Granted, SOA doesn't have one definition, but we believe at its core it consists of loosely coupled business services that become the building blocks for higher level business processes. How Business Services are defined, and how an organization can combine them into composite applications is where the challenge exists. If you look at any SOA product vendors web site, according to them all you have to do is just use their products, drag and drop some icons, click deploy, and wow....a business process has been implemented. If you download any vendors product suite and go through their tutorials, their story seems to hold water. Of course, how many organizations need a Hello World SOA application?
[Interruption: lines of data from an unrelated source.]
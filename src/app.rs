use std::path::PathBuf;
use std::sync::Arc;
use std::time::Instant;

use iced::keyboard;
use iced::widget::{canvas, center, column, container, text};
use iced::{Element, Length, Subscription, Task, Theme};
use tokio::sync::watch;

use crate::audio::assets::FsAssets;
use crate::audio::engine::CpalEngine;
use crate::audio::extractor::WavExtractor;
use crate::audio::types::{AmplitudeSequence, PlaybackPosition, PlaybackState};
use crate::config::ViewerConfig;
use crate::error::{PlayerError, PlayerResult};
use crate::playback::PlaybackController;
use crate::time::{progress_to_millis, MAX_PROGRESS};
use crate::ui::controls::{self, ControlMessage};
use crate::ui::waveform::{WaveformMessage, WaveformView};
use crate::waveform::Geometry;

/// Arrow keys jump this far.
const KEY_SEEK_MS: u64 = 5_000;

pub struct App {
    controller: Option<Arc<PlaybackController>>,
    waveform_rx: Option<watch::Receiver<AmplitudeSequence>>,

    // Snapshot of the model, refreshed every tick
    state: PlaybackState,
    position: PlaybackPosition,
    title: String,
    error: Option<String>,

    waveform_view: WaveformView,
}

#[derive(Debug, Clone)]
pub enum Message {
    ControllerReady(PlayerResult<Arc<PlaybackController>>),
    Loaded(PlayerResult<()>),
    Control(ControlMessage),
    Waveform(WaveformMessage),
    Tick,
    KeyEvent(keyboard::Event),
    FileDialogResult(Option<PathBuf>),
}

fn boot(config: ViewerConfig) -> (App, Task<Message>) {
    let app = App {
        controller: None,
        waveform_rx: None,
        state: PlaybackState::Uninitialized,
        position: PlaybackPosition::default(),
        title: String::new(),
        error: None,
        waveform_view: WaveformView::new(
            Geometry::from(&config.waveform),
            config.waveform.animation_duration(),
        ),
    };

    let task = Task::perform(
        async move {
            let runtime = tokio::runtime::Handle::current();
            tokio::task::spawn_blocking(move || start_controller(runtime, &config))
                .await
                .map_err(join_error)?
        },
        Message::ControllerReady,
    );

    (app, task)
}

/// Open the audio output and load the first bundled sample.
fn start_controller(
    runtime: tokio::runtime::Handle,
    config: &ViewerConfig,
) -> PlayerResult<Arc<PlaybackController>> {
    let engine = CpalEngine::spawn()?;
    let controller = PlaybackController::new(
        Arc::new(engine),
        Box::new(WavExtractor::new()),
        Arc::new(FsAssets::new(&config.assets.root)),
        runtime,
        config,
    );
    // A failed first load is published on the model and shown on the next tick
    let _ = controller.next_default_asset();
    Ok(Arc::new(controller))
}

fn join_error(e: tokio::task::JoinError) -> PlayerError {
    PlayerError::EngineFailure(format!("Background task failed: {e}"))
}

/// Run a load on the blocking pool; decoding a long file takes a while.
fn load_in_background(
    controller: &Arc<PlaybackController>,
    load: impl FnOnce(&PlaybackController) -> PlayerResult<()> + Send + 'static,
) -> Task<Message> {
    let controller = Arc::clone(controller);
    Task::perform(
        async move {
            tokio::task::spawn_blocking(move || load(&controller))
                .await
                .map_err(join_error)?
        },
        Message::Loaded,
    )
}

fn title(app: &App) -> String {
    if app.title.is_empty() {
        "Waveform Viewer".to_string()
    } else {
        format!("Waveform Viewer - {}", app.title)
    }
}

fn update(app: &mut App, message: Message) -> Task<Message> {
    match message {
        Message::ControllerReady(result) => {
            match result {
                Ok(controller) => {
                    let mut rx = controller.model().subscribe_waveform();
                    let current = rx.borrow_and_update().clone();
                    app.waveform_view.set_data(current, Instant::now());
                    app.waveform_rx = Some(rx);
                    app.controller = Some(controller);
                }
                Err(e) => {
                    log::error!("Audio engine unavailable: {e}");
                    app.error = Some(format!("Audio engine error: {e}"));
                }
            }
            Task::none()
        }
        Message::Loaded(result) => {
            settle(app, result);
            Task::none()
        }
        Message::Control(ctrl) => {
            let Some(controller) = app.controller.clone() else {
                return match ctrl {
                    ControlMessage::OpenFile => open_file_dialog(),
                    _ => Task::none(),
                };
            };
            match ctrl {
                ControlMessage::OpenFile => open_file_dialog(),
                ControlMessage::NextSample => {
                    load_in_background(&controller, PlaybackController::next_default_asset)
                }
                ControlMessage::PlayPause => {
                    settle(app, controller.toggle_play_pause());
                    Task::none()
                }
                ControlMessage::Stop => {
                    settle(app, controller.stop());
                    Task::none()
                }
                ControlMessage::SeekTo(progress) => {
                    let millis = progress_to_millis(app.position.duration_ms, progress);
                    settle(app, controller.seek(millis));
                    Task::none()
                }
            }
        }
        Message::FileDialogResult(path) => {
            let Some(path) = path else {
                return Task::none();
            };
            match app.controller.clone() {
                Some(controller) => load_in_background(&controller, move |c| c.load_path(&path)),
                None => {
                    app.error = Some(PlayerError::EngineNotReady.to_string());
                    Task::none()
                }
            }
        }
        Message::Waveform(wm) => match wm {
            WaveformMessage::Seek(millis) => {
                if let Some(controller) = app.controller.clone() {
                    settle(app, controller.seek(millis));
                }
                Task::none()
            }
            WaveformMessage::Resized(width, height) => {
                app.waveform_view.resize(width, height, Instant::now());
                Task::none()
            }
        },
        Message::Tick => {
            let now = Instant::now();
            if let Some(rx) = &mut app.waveform_rx {
                if rx.has_changed().unwrap_or(false) {
                    let amplitudes = rx.borrow_and_update().clone();
                    app.waveform_view.set_data(amplitudes, now);
                }
            }
            app.waveform_view.tick(now);

            if let Some(controller) = &app.controller {
                let model = controller.model();
                app.state = model.state();
                app.position = model.position();
                app.title = model.title();
                if let Some(e) = controller.take_error() {
                    app.error = Some(e.to_string());
                }
            }
            app.waveform_view.playback_position =
                app.position.progress() as f64 / MAX_PROGRESS as f64;
            app.waveform_view.duration_ms = app.position.duration_ms;
            Task::none()
        }
        Message::KeyEvent(key_event) => match key_event {
            keyboard::Event::KeyPressed { key, .. } => match key.as_ref() {
                keyboard::Key::Named(keyboard::key::Named::Space) => {
                    update(app, Message::Control(ControlMessage::PlayPause))
                }
                keyboard::Key::Named(keyboard::key::Named::ArrowLeft) => {
                    let millis = app.position.timestamp_ms.saturating_sub(KEY_SEEK_MS);
                    update(app, Message::Waveform(WaveformMessage::Seek(millis)))
                }
                keyboard::Key::Named(keyboard::key::Named::ArrowRight) => {
                    let millis = (app.position.timestamp_ms + KEY_SEEK_MS)
                        .min(app.position.duration_ms);
                    update(app, Message::Waveform(WaveformMessage::Seek(millis)))
                }
                _ => Task::none(),
            },
            _ => Task::none(),
        },
    }
}

/// A successful operation retires the error notice. Failures arrive through
/// the model on the next tick.
fn settle(app: &mut App, result: PlayerResult<()>) {
    if result.is_ok() {
        app.error = None;
    }
}

fn open_file_dialog() -> Task<Message> {
    Task::perform(
        async {
            let handle = rfd::AsyncFileDialog::new()
                .add_filter("Audio", &["wav"])
                .pick_file()
                .await;
            handle.map(|h| h.path().to_path_buf())
        },
        Message::FileDialogResult,
    )
}

fn view(app: &App) -> Element<'_, Message> {
    let controls = controls::view_controls(app.state, app.position).map(Message::Control);

    let waveform: Element<Message> = if app.controller.is_some() {
        let canvas_el: Element<WaveformMessage> = canvas::Canvas::new(&app.waveform_view)
            .width(Length::Fill)
            .height(Length::Fill)
            .into();
        canvas_el.map(Message::Waveform)
    } else {
        center(text(PlayerError::EngineNotReady.to_string()).size(18))
            .width(Length::Fill)
            .height(Length::Fill)
            .into()
    };

    let mut content = column![controls, waveform].spacing(5);

    if let Some(err) = &app.error {
        content = content.push(
            container(text(format!("Error: {err}")).color(iced::Color::from_rgb(1.0, 0.3, 0.3)))
                .padding(10),
        );
    }

    container(content)
        .width(Length::Fill)
        .height(Length::Fill)
        .into()
}

fn subscription(_app: &App) -> Subscription<Message> {
    let tick =
        iced::time::every(std::time::Duration::from_millis(16)).map(|_| Message::Tick);

    let keys = keyboard::listen().map(Message::KeyEvent);

    Subscription::batch([tick, keys])
}

fn theme(_app: &App) -> Theme {
    Theme::Light
}

pub fn run(config: ViewerConfig) -> iced::Result {
    iced::application(move || boot(config.clone()), update, view)
        .title(title)
        .subscription(subscription)
        .theme(theme)
        .window_size((1000.0, 500.0))
        .run()
}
Seriously, the tutorials are nice, but they barely scratch the surface of the challenges that you can encounter when trying to migrate towards an SOA.

So, being pragmatists, we don't believe that it is so "easy" to create a Service Oriented Architecture within in an existing enterprise. We do know the benefits of moving towards an SOA, but it is hard to find the facts around the issues encountered along the way. So what we have decided to do is take an existing enterprise, with systems that cannot be modified in any significant way, and combine them to implement a business process, documenting our issues along the way. The assumption here is that the business has already committed to moving to an SOA and a top down approach to defining business processes has already occurred. We are just going to implement one of these business processes (and service enable the applications to support it along the way).

I have chosen to use Cape Clear's ESB product to implement our business process. In subsequent posts, I will not only discuss the challenges encountered using this product, but also in migrating our stove piped enterprise towards an SOA.